■ Task description: All entries are to be repeated exactly as shown below.

■ Records for this task:
______

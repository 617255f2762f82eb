//! HTTP-layer integration tests: these drive `routes::build_router` over a
//! real request/response cycle via `axum_test::TestServer`, the same way
//! the teacher's `test/login_test.rs` and `test/godmode_test.rs` drive its
//! own `create_app`. `tests.rs` calls the engines directly and never
//! touches the router; this file is what actually exercises
//! `require_setup_complete`, the `ApiKeyUser`/`SessionUser`/
//! `AuthenticatedUser` extractors, and the `ps_session` cookie path.

use std::sync::Arc;

use axum::http::StatusCode;
use axum_test::TestServer;
use serde_json::json;
use serial_test::serial;
use tempfile::TempDir;

use crate::config::AppConfig;
use crate::db::sql::SqlDb;
use crate::db::Db;
use crate::middleware::API_KEY_HEADER;
use crate::notify::{LoggingEmailNotifier, LoggingPushNotifier};
use crate::scanner::ScannerHandle;
use crate::state::AppState;
use crate::storage::PhotoStore;

/// Builds a router backed by a fresh tempdir database and file store, the
/// HTTP-layer counterpart to `tests.rs`'s `test_state`.
async fn test_server() -> (TestServer, TempDir) {
    let dir = TempDir::new().unwrap();
    let db_path = dir.path().join("test.sqlite");
    let db = SqlDb::connect(None, db_path.to_str().unwrap()).await.unwrap();
    db.migrate().await.unwrap();

    let storage_path = dir.path().join("photos");
    std::fs::create_dir_all(&storage_path).unwrap();
    let storage = PhotoStore::new(storage_path.clone()).unwrap();

    let config = AppConfig {
        server_address: "127.0.0.1:0".to_string(),
        database_path: db_path.to_string_lossy().to_string(),
        database_url: None,
        photo_storage_path: storage_path,
        api_key: None,
        file_scanner_enabled: false,
        file_scanner_interval_hours: 6,
        file_scanner_auto_start: false,
        max_file_size_mb: 100,
        allowed_extensions: vec!["jpg".into(), "jpeg".into(), "png".into()],
        auth_timeout_seconds: 60,
        cursor_secret: "test-secret".to_string(),
    };

    let state = AppState {
        db: Arc::new(db),
        storage: Arc::new(storage),
        config: Arc::new(config),
        push: Arc::new(LoggingPushNotifier),
        email: Arc::new(LoggingEmailNotifier),
        thumbnail_semaphore: AppState::thumbnail_semaphore_default(),
        scanner: ScannerHandle::new(),
    };

    let router = crate::routes::build_router(state);
    let server = TestServer::new(router).expect("failed to create TestServer");
    (server, dir)
}

#[tokio::test]
#[serial]
async fn health_check_is_reachable_before_setup() {
    let (server, _dir) = test_server().await;
    let response = server.get("/health").await;
    response.assert_status_ok();
}

#[tokio::test]
#[serial]
async fn api_routes_are_gated_until_setup_completes() {
    let (server, _dir) = test_server().await;
    // No admin exists yet in this fresh database; every `/api/*` route
    // other than `/api/setup/*` must answer 503, not 401 (§6, §7).
    let response = server.get("/api/photos").await;
    response.assert_status(StatusCode::SERVICE_UNAVAILABLE);
}

#[tokio::test]
#[serial]
async fn setup_flow_lowercases_email_and_unlocks_the_api() {
    let (server, _dir) = test_server().await;

    let status = server.get("/api/setup/status").await;
    status.assert_status_ok();
    let status_body: serde_json::Value = status.json();
    assert_eq!(status_body["setupComplete"], false);

    let register = server
        .post("/api/setup/register")
        .json(&json!({
            "email": "Admin@Example.com",
            "displayName": "Admin",
            "password": "hunter222222",
        }))
        .await;
    register.assert_status_ok();
    let register_body: serde_json::Value = register.json();
    assert_eq!(
        register_body["email"], "admin@example.com",
        "users.email must be stored lowercased (spec.md: \"email (lowercased, unique)\")"
    );
    let api_key = register_body["apiKey"].as_str().unwrap().to_string();

    // Setup runs exactly once per deployment.
    let second_attempt = server
        .post("/api/setup/register")
        .json(&json!({
            "email": "someone-else@example.com",
            "displayName": "Someone Else",
            "password": "whatever12345",
        }))
        .await;
    second_attempt.assert_status(StatusCode::CONFLICT);

    // The gate lifts once an admin exists.
    let photos = server
        .get("/api/photos")
        .add_header(API_KEY_HEADER.clone(), api_key.parse().unwrap())
        .await;
    photos.assert_status_ok();
    let photos_body: Vec<serde_json::Value> = photos.json();
    assert!(photos_body.is_empty());
}

#[tokio::test]
#[serial]
async fn web_login_session_cookie_authenticates_api_routes() {
    let (server, _dir) = test_server().await;

    let register = server
        .post("/api/setup/register")
        .json(&json!({
            "email": "owner@example.com",
            "displayName": "Owner",
            "password": "hunter222222",
        }))
        .await;
    register.assert_status_ok();
    let api_key = register.json::<serde_json::Value>()["apiKey"].as_str().unwrap().to_string();

    let device = server
        .post("/api/devices/register")
        .add_header(API_KEY_HEADER.clone(), api_key.parse().unwrap())
        .json(&json!({
            "deviceName": "owners-phone",
            "platform": "ios",
            "fcmToken": "fcm-token-123",
        }))
        .await;
    device.assert_status_ok();
    let device_id = device.json::<serde_json::Value>()["id"].as_str().unwrap().to_string();

    let initiate = server
        .post("/api/web/auth/initiate")
        .json(&json!({ "email": "owner@example.com" }))
        .await;
    initiate.assert_status_ok();
    let request_id = initiate.json::<serde_json::Value>()["requestId"].as_str().unwrap().to_string();

    let respond = server
        .post("/api/web/auth/respond")
        .add_header(API_KEY_HEADER.clone(), api_key.parse().unwrap())
        .json(&json!({ "requestId": request_id, "approved": true, "deviceId": device_id }))
        .await;
    respond.assert_status_ok();

    let poll = server.get(&format!("/api/web/auth/status/{request_id}")).await;
    poll.assert_status_ok();
    let poll_body: serde_json::Value = poll.json();
    assert_eq!(poll_body["status"], "approved");
    assert!(poll_body["sessionToken"].as_str().is_some(), "the first poll after approval must carry a session token");

    let set_cookie = poll
        .headers()
        .get(axum::http::header::SET_COOKIE)
        .expect("an approved poll must set the session cookie")
        .to_str()
        .unwrap()
        .to_string();
    let cookie_pair = set_cookie.split(';').next().unwrap().to_string();

    // The session cookie alone — no API key — must now authenticate a
    // regular data route (§6: "either an X-API-Key header ... or a
    // session cookie").
    let photos = server.get("/api/photos").add_header(axum::http::header::COOKIE, cookie_pair.parse().unwrap()).await;
    photos.assert_status_ok();

    // A second poll must not reissue the token, even though the session
    // stays valid.
    let second_poll = server.get(&format!("/api/web/auth/status/{request_id}")).await;
    second_poll.assert_status_ok();
    let second_poll_body: serde_json::Value = second_poll.json();
    assert_eq!(second_poll_body["status"], "approved");
    assert!(second_poll_body["sessionToken"].is_null());
}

______

■ Output of the exercise:
repository 617255f2762f82eb
//! HTTP-layer integration tests: these drive `routes::build_router` over a
//! real request/response cycle via `axum_test::TestServer`, the same way
//! the teacher's `test/login_test.rs` and `test/godmode_test.rs` drive its
//! own `create_app`. `tests.rs` calls the engines directly and never
//! touches the router; this file is what actually exercises
//! `require_setup_complete`, the `ApiKeyUser`/`SessionUser`/
//! `AuthenticatedUser` extractors, and the `ps_session` cookie path.

use std::sync::Arc;

use axum::http::StatusCode;
use axum_test::TestServer;
use serde_json::json;
use serial_test::serial;
use tempfile::TempDir;

use crate::config::AppConfig;
use crate::db::sql::SqlDb;
use crate::db::Db;
use crate::middleware::API_KEY_HEADER;
use crate::notify::{LoggingEmailNotifier, LoggingPushNotifier};
use crate::scanner::ScannerHandle;
use crate::state::AppState;
use crate::storage::PhotoStore;

/// Builds a router backed by a fresh tempdir database and file store, the
/// HTTP-layer counterpart to `tests.rs`'s `test_state`.
async fn test_server() -> (TestServer, TempDir) {
    let dir = TempDir::new().unwrap();
    let db_path = dir.path().join("test.sqlite");
    let db = SqlDb::connect(None, db_path.to_str().unwrap()).await.unwrap();
    db.migrate().await.unwrap();

    let storage_path = dir.path().join("photos");
    std::fs::create_dir_all(&storage_path).unwrap();
    let storage = PhotoStore::new(storage_path.clone()).unwrap();

    let config = AppConfig {
        server_address: "127.0.0.1:0".to_string(),
        database_path: db_path.to_string_lossy().to_string(),
        database_url: None,
        photo_storage_path: storage_path,
        api_key: None,
        file_scanner_enabled: false,
        file_scanner_interval_hours: 6,
        file_scanner_auto_start: false,
        max_file_size_mb: 100,
        allowed_extensions: vec!["jpg".into(), "jpeg".into(), "png".into()],
        auth_timeout_seconds: 60,
        cursor_secret: "test-secret".to_string(),
    };

    let state = AppState {
        db: Arc::new(db),
        storage: Arc::new(storage),
        config: Arc::new(config),
        push: Arc::new(LoggingPushNotifier),
        email: Arc::new(LoggingEmailNotifier),
        thumbnail_semaphore: AppState::thumbnail_semaphore_default(),
        scanner: ScannerHandle::new(),
    };

    let router = crate::routes::build_router(state);
    let server = TestServer::new(router).expect("failed to create TestServer");
    (server, dir)
}

#[tokio::test]
#[serial]
async fn health_check_is_reachable_before_setup() {
    let (server, _dir) = test_server().await;
    let response = server.get("/health").await;
    response.assert_status_ok();
}

#[tokio::test]
#[serial]
async fn api_routes_are_gated_until_setup_completes() {
    let (server, _dir) = test_server().await;
    // No admin exists yet in this fresh database; every `/api/*` route
    // other than `/api/setup/*` must answer 503, not 401 (§6, §7).
    let response = server.get("/api/photos").await;
    response.assert_status(StatusCode::SERVICE_UNAVAILABLE);
}

#[tokio::test]
#[serial]
async fn setup_flow_lowercases_email_and_unlocks_the_api() {
    let (server, _dir) = test_server().await;

    let status = server.get("/api/setup/status").await;
    status.assert_status_ok();
    let status_body: serde_json::Value = status.json();
    assert_eq!(status_body["setupComplete"], false);

    let register = server
        .post("/api/setup/register")
        .json(&json!({
            "email": "Admin@Example.com",
            "displayName": "Admin",
            "password": "hunter222222",
        }))
        .await;
    register.assert_status_ok();
    let register_body: serde_json::Value = register.json();
    assert_eq!(
        register_body["email"], "admin@example.com",
        "users.email must be stored lowercased (spec.md: \"email (lowercased, unique)\")"
    );
    let api_key = register_body["apiKey"].as_str().unwrap().to_string();

    // Setup runs exactly once per deployment.
    let second_attempt = server
        .post("/api/setup/register")
        .json(&json!({
            "email": "someone-else@example.com",
            "displayName": "Someone Else",
            "password": "whatever12345",
        }))
        .await;
    second_attempt.assert_status(StatusCode::CONFLICT);

    // The gate lifts once an admin exists.
    let photos = server
        .get("/api/photos")
        .add_header(API_KEY_HEADER.clone(), api_key.parse().unwrap())
        .await;
    photos.assert_status_ok();
    let photos_body: Vec<serde_json::Value> = photos.json();
    assert!(photos_body.is_empty());
}

#[tokio::test]
#[serial]
async fn web_login_session_cookie_authenticates_api_routes() {
    let (server, _dir) = test_server().await;

    let register = server
        .post("/api/setup/register")
        .json(&json!({
            "email": "owner@example.com",
            "displayName": "Owner",
            "password": "hunter222222",
        }))
        .await;
    register.assert_status_ok();
    let api_key = register.json::<serde_json::Value>()["apiKey"].as_str().unwrap().to_string();

    let device = server
        .post("/api/devices/register")
        .add_header(API_KEY_HEADER.clone(), api_key.parse().unwrap())
        .json(&json!({
            "deviceName": "owners-phone",
            "platform": "ios",
            "fcmToken": "fcm-token-123",
        }))
        .await;
    device.assert_status_ok();
    let device_id = device.json::<serde_json::Value>()["id"].as_str().unwrap().to_string();

    let initiate = server
        .post("/api/web/auth/initiate")
        .json(&json!({ "email": "owner@example.com" }))
        .await;
    initiate.assert_status_ok();
    let request_id = initiate.json::<serde_json::Value>()["requestId"].as_str().unwrap().to_string();

    let respond = server
        .post("/api/web/auth/respond")
        .add_header(API_KEY_HEADER.clone(), api_key.parse().unwrap())
        .json(&json!({ "requestId": request_id, "approved": true, "deviceId": device_id }))
        .await;
    respond.assert_status_ok();

    let poll = server.get(&format!("/api/web/auth/status/{request_id}")).await;
    poll.assert_status_ok();
    let poll_body: serde_json::Value = poll.json();
    assert_eq!(poll_body["status"], "approved");
    assert!(poll_body["sessionToken"].as_str().is_some(), "the first poll after approval must carry a session token");

    let set_cookie = poll
        .headers()
        .get(axum::http::header::SET_COOKIE)
        .expect("an approved poll must set the session cookie")
        .to_str()
        .unwrap()
        .to_string();
    let cookie_pair = set_cookie.split(';').next().unwrap().to_string();

    // The session cookie alone — no API key — must now authenticate a
    // regular data route (§6: "either an X-API-Key header ... or a
    // session cookie").
    let photos = server.get("/api/photos").add_header(axum::http::header::COOKIE, cookie_pair.parse().unwrap()).await;
    photos.assert_status_ok();

    // A second poll must not reissue the token, even though the session
    // stays valid.
    let second_poll = server.get(&format!("/api/web/auth/status/{request_id}")).await;
    second_poll.assert_status_ok();
    let second_poll_body: serde_json::Value = second_poll.json();
    assert_eq!(second_poll_body["status"], "approved");
    assert!(second_poll_body["sessionToken"].is_null());
}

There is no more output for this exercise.